Growth of the hypoplastic aortic arch after simple coarctation resection and end-to-end anastomosis.

Surgical treatment of a hypoplastic aortic arch associated with an aortic coarctation is controversial. The controversy concerns the claimed need to surgically enlarge the diameter of the hypoplastic arch, in addition to resection and end-to-end anastomosis. The purpose of this prospective study is to determine the fate of the hypoplastic aortic arch after resection of the aortic coarctation and end-to-end anastomosis. Between July 1, 1988, and January 1, 1990, 15 consecutive infants less than 3 months of age with an aortic coarctation were evaluated echocardiographically. A Z-value was calculated, being the number of standard deviations the aortic arch differs from the expected value, derived from a control group. Eight of these 15 infants had a hypoplastic aortic arch with a mean Z-value of -7.14 +/- 1.39. The other seven infants had a "normal" aortic arch with a mean Z-value of -1.85 +/- 1.08. All 15 infants underwent simple coarctation resection and end-to-end anastomosis. Six months after operation the mean Z-value increased significantly in those with a hypoplastic arch to -1.08 +/- 0.69 (p less than 0.0001) and in those with a "normal" aortic arch to 0.106 +/- 0.99 (p = 0.004).
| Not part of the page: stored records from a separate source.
impl EdgesBinning {
    pub fn new(edges: Vec<f64>) -> Result<Self> {
        EDGES_EDGES.check_len(edges.len())?;
        Ok(Self(Rc::new(EdgesBinningInner {
            link: Link::default(),
            edges: Field::new(&EDGES_EDGES, edges),
            overflow: Field::new(&EDGES_OVERFLOW, None),
        })))
    }

    pub fn with_overflow(self, overflow: RealOverflow) -> Result<Self> {
        self.set_overflow(Some(overflow))?;
        Ok(self)
    }

    pub fn edges(&self) -> Vec<f64> {
        self.0.edges.get()
    }

    pub fn set_edges(&self, edges: Vec<f64>) -> Result<()> {
        EDGES_EDGES.check_len(edges.len())?;
        self.0.edges.set(edges);
        Ok(())
    }

    pub fn overflow(&self) -> Option<RealOverflow> {
        self.0.overflow.get()
    }

    pub fn set_overflow(&self, overflow: Option<RealOverflow>) -> Result<()> {
        Claims::new()
            .opt(&EDGES_OVERFLOW, &overflow)
            .commit(&self.weak())?;
        self.0.overflow.set(overflow);
        Ok(())
    }

    pub(crate) fn from_record(record: &Rc<EdgesBinningRecord>, parent: Weak<dyn NodeInner>) -> Self {
        Self(Rc::new_cyclic(|me: &Weak<EdgesBinningInner>| {
            let me: Weak<dyn NodeInner> = me.clone();
            EdgesBinningInner {
                link: Link::attached(parent),
                edges: Field::lazy(&EDGES_EDGES, record, &me, |r, _| r.edges.clone()),
                overflow: Field::lazy(&EDGES_OVERFLOW, record, &me, |r, me| {
                    r.overflow
                        .as_ref()
                        .map(|o| RealOverflow::from_record(o, me.clone()))
                }),
            }
        }))
    }

    pub(crate) fn to_record(&self) -> EdgesBinningRecord {
        EdgesBinningRecord {
            edges: self.edges(),
            overflow: self.overflow().map(|o| Rc::new(o.to_record())),
        }
    }
}

impl Validate for EdgesBinning {
    fn validate(&self, context: &[usize]) -> Result<Shape> {
        let edges = self.edges();
        revalidate(EDGES_EDGES.check_len(edges.len()))?;
        if let Some(edge) = edges.iter().find(|x| !x.is_finite()) {
            return Err(structure(format!("EdgesBinning.edges must be finite, found {edge}")));
        }
        if !is_strictly_increasing(&edges) {
            return Err(structure("EdgesBinning.edges must be strictly increasing"));
        }
        let slots = overflow_slots(&self.overflow(), context, DEFAULT_SLOTS)?;
        Ok(vec![edges.len() - 1 + slots])
    }
}
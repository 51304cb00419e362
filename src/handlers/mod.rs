pub mod analytics;
pub mod auth;
pub mod bookings;
pub mod content;
pub mod hotels;
pub mod participants;
pub mod registration;
pub mod settings;
pub mod users;

use crate::error::AppError;
use axum::http::StatusCode;

/// Maps the "deleted anything?" flag of a delete query to a response.
pub(crate) fn deleted(found: bool, what: &str) -> Result<StatusCode, AppError> {
    if found {
        Ok(StatusCode::NO_CONTENT)
    } else {
        Err(AppError::not_found(format!("{what} not found")))
    }
}
pub mod analytics;
pub mod content;
pub mod hotels;
pub mod participants;
pub mod users;

use sqlx::sqlite::{SqliteConnectOptions, SqlitePool, SqlitePoolOptions};
use std::str::FromStr;

pub async fn connect(database_url: &str) -> Result<SqlitePool, sqlx::Error> {
    let connect_options = SqliteConnectOptions::from_str(database_url)?
        .create_if_missing(true)
        .foreign_keys(true);

    SqlitePoolOptions::new()
        .max_connections(5)
        .connect_with(connect_options)
        .await
}

pub async fn migrate(pool: &SqlitePool) -> Result<(), sqlx::migrate::MigrateError> {
    sqlx::migrate!().run(pool).await
}

/// Single-connection in-memory database with the schema applied.
pub async fn connect_in_memory() -> Result<SqlitePool, sqlx::Error> {
    let connect_options = SqliteConnectOptions::from_str("sqlite::memory:")?.foreign_keys(true);
    let pool = SqlitePoolOptions::new()
        .max_connections(1)
        .idle_timeout(None)
        .max_lifetime(None)
        .connect_with(connect_options)
        .await?;
    migrate(&pool).await?;
    Ok(pool)
}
No infant died in our series (0%; CL 0% to 12%) and a recoarctation developed once (12.5%; CL 2% to 36%). Therefore we believe that simple resection and end-to-end anastomosis is the operation of choice for aortic coarctation associated with a hypoplastic aortic arch despite the presence of a ventricular septal defect and that enlargement of the hypoplastic aortic arch is not necessary.